Abstract

Surface complexation of colloidal titanium dioxide nanoparticles (40−60 Å) with cysteine was investigated by electron paramagnetic resonance (EPR) and infrared (diffuse reflectance infrared Fourier transform−DRIFT) spectroscopies. Cysteine was found to bind strongly to the TiO2 surface, resulting in formation of new trapping sites where photogenerated electrons and holes are localized. Illumination of cysteine-modified TiO2 at 77 K resulted in formation of cysteine radicals with the unpaired electron localized on the carboxyl group.
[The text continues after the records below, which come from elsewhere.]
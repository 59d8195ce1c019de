//! # In-Memory Collaborators
//!
//! Process-local implementations of the collaborator traits. The server binary
//! uses them when no external storage is wired in, and every test in the
//! workspace uses them as doubles: they record what was sent so assertions can
//! inspect it, and a few switches inject failures.

use crate::collaborators::{
    Bracket, Broadcaster, Clock, Collaborators, CompletionRecord, CreatureSpawner, CurrencyReward,
    LockoutRecord, MatchRecord, MythicRunRecord, OutboundMessage, Persistence, RatingRecord,
    ResetKind, SeasonResultRecord,
};
use crate::error::CollaboratorError;
use crate::ids::{CharacterId, CreatureGuid, InstanceGuid, TeamId};
use crate::templates::{StaticTemplateStore, TemplateStore};
use async_trait::async_trait;
use chrono::{DateTime, NaiveDate, TimeZone, Utc};
use dashmap::{DashMap, DashSet};
use std::collections::HashSet;
use std::sync::atomic::{AtomicBool, AtomicI64, AtomicU64, Ordering};
use std::sync::Arc;
use tokio::sync::RwLock;
use tracing::debug;

/// Persistence backed by concurrent maps.
#[derive(Debug, Default)]
pub struct MemoryPersistence {
    lockouts: RwLock<Vec<LockoutRecord>>,
    resets: DashMap<ResetKind, NaiveDate>,
    completions: RwLock<Vec<CompletionRecord>>,
    mythic_runs: RwLock<Vec<MythicRunRecord>>,
    ratings: DashMap<(TeamId, Bracket), RatingRecord>,
    matches: RwLock<Vec<MatchRecord>>,
    rewards: RwLock<Vec<CurrencyReward>>,
    season_results: RwLock<Vec<SeasonResultRecord>>,
    finalized: DashSet<(u32, Bracket)>,
    fail_lockout_expiry: AtomicBool,
    failing_brackets: DashSet<Bracket>,
}

impl MemoryPersistence {
    pub fn new() -> Self {
        Self::default()
    }

    /// Makes `expire_lockouts` fail until switched off.
    pub fn set_fail_lockout_expiry(&self, fail: bool) {
        self.fail_lockout_expiry.store(fail, Ordering::Release);
    }

    /// Makes `ratings_in_bracket` fail for `bracket`.
    pub fn fail_bracket(&self, bracket: Bracket) {
        self.failing_brackets.insert(bracket);
    }

    pub async fn all_lockouts(&self) -> Vec<LockoutRecord> {
        self.lockouts.read().await.clone()
    }

    pub async fn completions(&self) -> Vec<CompletionRecord> {
        self.completions.read().await.clone()
    }

    pub async fn mythic_runs(&self) -> Vec<MythicRunRecord> {
        self.mythic_runs.read().await.clone()
    }

    pub async fn matches(&self) -> Vec<MatchRecord> {
        self.matches.read().await.clone()
    }

    pub async fn rewards(&self) -> Vec<CurrencyReward> {
        self.rewards.read().await.clone()
    }

    pub async fn season_results(&self) -> Vec<SeasonResultRecord> {
        self.season_results.read().await.clone()
    }

    pub fn insert_rating(&self, record: RatingRecord) {
        self.ratings.insert((record.team_id, record.bracket), record);
    }

    pub fn rating_of(&self, team: TeamId, bracket: Bracket) -> Option<RatingRecord> {
        self.ratings.get(&(team, bracket)).map(|r| r.value().clone())
    }
}

#[async_trait]
impl Persistence for MemoryPersistence {
    async fn create_lockout(&self, lockout: LockoutRecord) -> Result<(), CollaboratorError> {
        let mut lockouts = self.lockouts.write().await;
        lockouts.retain(|existing| {
            !(existing.character == lockout.character
                && existing.definition_id == lockout.definition_id
                && existing.difficulty == lockout.difficulty
                && existing.boss_id == lockout.boss_id)
        });
        lockouts.push(lockout);
        Ok(())
    }

    async fn lockouts_for(
        &self,
        character: CharacterId,
    ) -> Result<Vec<LockoutRecord>, CollaboratorError> {
        let lockouts = self.lockouts.read().await;
        Ok(lockouts
            .iter()
            .filter(|l| l.character == character)
            .cloned()
            .collect())
    }

    async fn expire_lockouts(&self, now: DateTime<Utc>) -> Result<usize, CollaboratorError> {
        if self.fail_lockout_expiry.load(Ordering::Acquire) {
            return Err(CollaboratorError::Persistence(
                "lockout store unavailable".to_string(),
            ));
        }
        let mut lockouts = self.lockouts.write().await;
        let before = lockouts.len();
        lockouts.retain(|l| l.expires_at > now);
        Ok(before - lockouts.len())
    }

    async fn last_reset(&self, kind: ResetKind) -> Result<Option<NaiveDate>, CollaboratorError> {
        Ok(self.resets.get(&kind).map(|d| *d.value()))
    }

    async fn store_last_reset(
        &self,
        kind: ResetKind,
        date: NaiveDate,
    ) -> Result<(), CollaboratorError> {
        self.resets.insert(kind, date);
        Ok(())
    }

    async fn record_completion(&self, record: CompletionRecord) -> Result<(), CollaboratorError> {
        self.completions.write().await.push(record);
        Ok(())
    }

    async fn record_mythic_run(&self, record: MythicRunRecord) -> Result<(), CollaboratorError> {
        self.mythic_runs.write().await.push(record);
        Ok(())
    }

    async fn rating(
        &self,
        team: TeamId,
        bracket: Bracket,
    ) -> Result<Option<RatingRecord>, CollaboratorError> {
        Ok(self.rating_of(team, bracket))
    }

    async fn save_rating(&self, record: RatingRecord) -> Result<(), CollaboratorError> {
        self.insert_rating(record);
        Ok(())
    }

    async fn ratings_in_bracket(
        &self,
        bracket: Bracket,
    ) -> Result<Vec<RatingRecord>, CollaboratorError> {
        if self.failing_brackets.contains(&bracket) {
            return Err(CollaboratorError::Persistence(format!(
                "rating shard for {bracket} unavailable"
            )));
        }
        let mut records: Vec<RatingRecord> = self
            .ratings
            .iter()
            .filter(|entry| entry.key().1 == bracket)
            .map(|entry| entry.value().clone())
            .collect();
        records.sort_by_key(|r| r.team_id);
        Ok(records)
    }

    async fn record_match(&self, record: MatchRecord) -> Result<(), CollaboratorError> {
        self.matches.write().await.push(record);
        Ok(())
    }

    async fn award_currency(&self, reward: CurrencyReward) -> Result<(), CollaboratorError> {
        self.rewards.write().await.push(reward);
        Ok(())
    }

    async fn record_season_result(
        &self,
        record: SeasonResultRecord,
    ) -> Result<(), CollaboratorError> {
        self.season_results.write().await.push(record);
        Ok(())
    }

    async fn season_finalized(
        &self,
        season_id: u32,
        bracket: Bracket,
    ) -> Result<bool, CollaboratorError> {
        Ok(self.finalized.contains(&(season_id, bracket)))
    }

    async fn mark_season_finalized(
        &self,
        season_id: u32,
        bracket: Bracket,
    ) -> Result<(), CollaboratorError> {
        self.finalized.insert((season_id, bracket));
        Ok(())
    }
}

/// A message captured by [`RecordingBroadcaster`]. `recipients` is `None` for
/// global sends.
#[derive(Debug, Clone, PartialEq)]
pub struct SentMessage {
    pub recipients: Option<Vec<CharacterId>>,
    pub message: OutboundMessage,
}

/// Broadcaster that keeps every message for later inspection.
#[derive(Debug, Default)]
pub struct RecordingBroadcaster {
    sent: RwLock<Vec<SentMessage>>,
}

impl RecordingBroadcaster {
    pub fn new() -> Self {
        Self::default()
    }

    pub async fn sent(&self) -> Vec<SentMessage> {
        self.sent.read().await.clone()
    }

    /// Messages matching `predicate`, in send order.
    pub async fn matching(
        &self,
        predicate: impl Fn(&OutboundMessage) -> bool,
    ) -> Vec<SentMessage> {
        self.sent
            .read()
            .await
            .iter()
            .filter(|m| predicate(&m.message))
            .cloned()
            .collect()
    }
}

#[async_trait]
impl Broadcaster for RecordingBroadcaster {
    async fn send(
        &self,
        recipients: &[CharacterId],
        message: OutboundMessage,
    ) -> Result<(), CollaboratorError> {
        self.sent.write().await.push(SentMessage {
            recipients: Some(recipients.to_vec()),
            message,
        });
        Ok(())
    }

    async fn send_global(&self, message: OutboundMessage) -> Result<(), CollaboratorError> {
        self.sent.write().await.push(SentMessage {
            recipients: None,
            message,
        });
        Ok(())
    }
}

/// Broadcaster that only traces the JSON payload that would have been sent.
#[derive(Debug, Default, Clone, Copy)]
pub struct LoggingBroadcaster;

impl LoggingBroadcaster {
    pub fn encode(message: &OutboundMessage) -> Result<String, CollaboratorError> {
        serde_json::to_string(message).map_err(|e| CollaboratorError::Broadcast(e.to_string()))
    }
}

#[async_trait]
impl Broadcaster for LoggingBroadcaster {
    async fn send(
        &self,
        recipients: &[CharacterId],
        message: OutboundMessage,
    ) -> Result<(), CollaboratorError> {
        let payload = Self::encode(&message)?;
        debug!(recipients = recipients.len(), %payload, "📡 Outbound message");
        Ok(())
    }

    async fn send_global(&self, message: OutboundMessage) -> Result<(), CollaboratorError> {
        let payload = Self::encode(&message)?;
        debug!(%payload, "📡 Outbound global message");
        Ok(())
    }
}

/// Creature spawner that hands out sequential GUIDs and tracks live creatures.
#[derive(Debug, Default)]
pub struct RecordingSpawner {
    next: AtomicU64,
    live: DashSet<(InstanceGuid, CreatureGuid)>,
    despawned: RwLock<HashSet<CreatureGuid>>,
}

impl RecordingSpawner {
    pub fn new() -> Self {
        Self::default()
    }

    pub fn live_count(&self, instance: InstanceGuid) -> usize {
        self.live.iter().filter(|entry| entry.0 == instance).count()
    }

    pub async fn was_despawned(&self, creature: CreatureGuid) -> bool {
        self.despawned.read().await.contains(&creature)
    }
}

#[async_trait]
impl CreatureSpawner for RecordingSpawner {
    async fn spawn(
        &self,
        instance: InstanceGuid,
        _creature_id: u32,
    ) -> Result<CreatureGuid, CollaboratorError> {
        let guid = CreatureGuid(self.next.fetch_add(1, Ordering::Relaxed) + 1);
        self.live.insert((instance, guid));
        Ok(guid)
    }

    async fn despawn(
        &self,
        instance: InstanceGuid,
        creature: CreatureGuid,
    ) -> Result<(), CollaboratorError> {
        self.live.remove(&(instance, creature));
        self.despawned.write().await.insert(creature);
        Ok(())
    }
}

/// Clock pinned to a settable instant.
#[derive(Debug)]
pub struct FixedClock {
    millis: AtomicI64,
}

impl FixedClock {
    pub fn new(at: DateTime<Utc>) -> Self {
        Self {
            millis: AtomicI64::new(at.timestamp_millis()),
        }
    }

    pub fn set(&self, at: DateTime<Utc>) {
        self.millis.store(at.timestamp_millis(), Ordering::Release);
    }

    pub fn advance(&self, by: chrono::Duration) {
        self.millis
            .fetch_add(by.num_milliseconds(), Ordering::AcqRel);
    }
}

impl Clock for FixedClock {
    fn now(&self) -> DateTime<Utc> {
        Utc.timestamp_millis_opt(self.millis.load(Ordering::Acquire))
            .single()
            .unwrap_or_else(Utc::now)
    }
}

/// Concrete in-memory collaborators plus the type-erased bundle built from them.
#[derive(Clone)]
pub struct InMemoryCollaborators {
    pub persistence: Arc<MemoryPersistence>,
    pub broadcaster: Arc<RecordingBroadcaster>,
    pub spawner: Arc<RecordingSpawner>,
    pub clock: Arc<FixedClock>,
    pub templates: Arc<StaticTemplateStore>,
}

impl InMemoryCollaborators {
    pub fn new(templates: StaticTemplateStore, now: DateTime<Utc>) -> Self {
        Self {
            persistence: Arc::new(MemoryPersistence::new()),
            broadcaster: Arc::new(RecordingBroadcaster::new()),
            spawner: Arc::new(RecordingSpawner::new()),
            clock: Arc::new(FixedClock::new(now)),
            templates: Arc::new(templates),
        }
    }

    pub fn bundle(&self) -> Collaborators {
        let templates: Arc<dyn TemplateStore> = self.templates.clone();
        Collaborators {
            persistence: self.persistence.clone(),
            broadcaster: self.broadcaster.clone(),
            spawner: self.spawner.clone(),
            templates,
            clock: self.clock.clone(),
        }
    }
}

#[cfg(test)]
mod tests {
    use super::*;
    use crate::ids::{BossId, DefinitionId};
    use crate::templates::Difficulty;

    fn lockout(character: u64, expires_at: DateTime<Utc>) -> LockoutRecord {
        LockoutRecord {
            character: CharacterId(character),
            definition_id: DefinitionId(1),
            difficulty: Difficulty::Veteran,
            boss_id: BossId(1),
            expires_at,
        }
    }

    #[tokio::test]
    async fn expire_removes_only_elapsed_lockouts() {
        let persistence = MemoryPersistence::new();
        let now = Utc.with_ymd_and_hms(2026, 3, 1, 12, 0, 0).unwrap();
        persistence
            .create_lockout(lockout(1, now - chrono::Duration::hours(1)))
            .await
            .unwrap();
        persistence
            .create_lockout(lockout(2, now + chrono::Duration::hours(1)))
            .await
            .unwrap();

        assert_eq!(persistence.expire_lockouts(now).await.unwrap(), 1);
        let remaining = persistence.all_lockouts().await;
        assert_eq!(remaining.len(), 1);
        assert_eq!(remaining[0].character, CharacterId(2));
    }

    #[tokio::test]
    async fn duplicate_lockout_replaces_previous() {
        let persistence = MemoryPersistence::new();
        let now = Utc::now();
        persistence.create_lockout(lockout(1, now)).await.unwrap();
        persistence
            .create_lockout(lockout(1, now + chrono::Duration::days(1)))
            .await
            .unwrap();
        assert_eq!(persistence.lockouts_for(CharacterId(1)).await.unwrap().len(), 1);
    }

    #[tokio::test]
    async fn failing_bracket_only_affects_that_bracket() {
        let persistence = MemoryPersistence::new();
        persistence.insert_rating(RatingRecord::new(TeamId(1), Bracket::TwoVsTwo, 1500));
        persistence.insert_rating(RatingRecord::new(TeamId(2), Bracket::ThreeVsThree, 1600));
        persistence.fail_bracket(Bracket::TwoVsTwo);

        assert!(persistence.ratings_in_bracket(Bracket::TwoVsTwo).await.is_err());
        let three = persistence
            .ratings_in_bracket(Bracket::ThreeVsThree)
            .await
            .unwrap();
        assert_eq!(three.len(), 1);
    }

    #[test]
    fn fixed_clock_advances() {
        let start = Utc.with_ymd_and_hms(2026, 1, 1, 0, 0, 0).unwrap();
        let clock = FixedClock::new(start);
        clock.advance(chrono::Duration::minutes(90));
        assert_eq!(clock.now(), start + chrono::Duration::minutes(90));
    }

    #[test]
    fn logging_broadcaster_encodes_tagged_json() {
        let payload = LoggingBroadcaster::encode(&OutboundMessage::QueueTimedOut { team: TeamId(7) }).unwrap();
        assert_eq!(payload, r#"{"type":"queue_timed_out","team":7}"#);
    }
}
Upon warming to 150 K, these radicals are transformed into sulfur-centered radicals as observed by EPR spectroscopy. We have demonstrated the existence of two surface Ti(III) centers on cysteine-modified TiO2 particles having different extents of tetragonal distortion of the octahedral crystal field. Upon addition of lead ions, a new complex of cysteine that bridges surface titanium atoms and lead ions was detected by IR spectroscopy. Illumination of lead/cysteine-modified TiO2 did not result in the formation of sulfur-centered radicals. Instead, a symmetrical, lattice defect type EPR signal for trapped holes was observed. Addition of methanol to this system resulted in the formation of a ·CH2OH radical at 8.2 K. After the temperature was raised to 120 K, doubling of the signal associated with electrons trapped at the particle surface (Ti(III)surf) was observed. On further increase of the temperature to 200 K, the EPR signal for trapped electrons disappeared due to the reduction of Pb2+ ions, and metallic lead precipitated at room temperature. Conversion of photogenerated holes in the presence of methanol into trapped electrons can lead to the doubled quantum efficiency of metallic lead precipitation.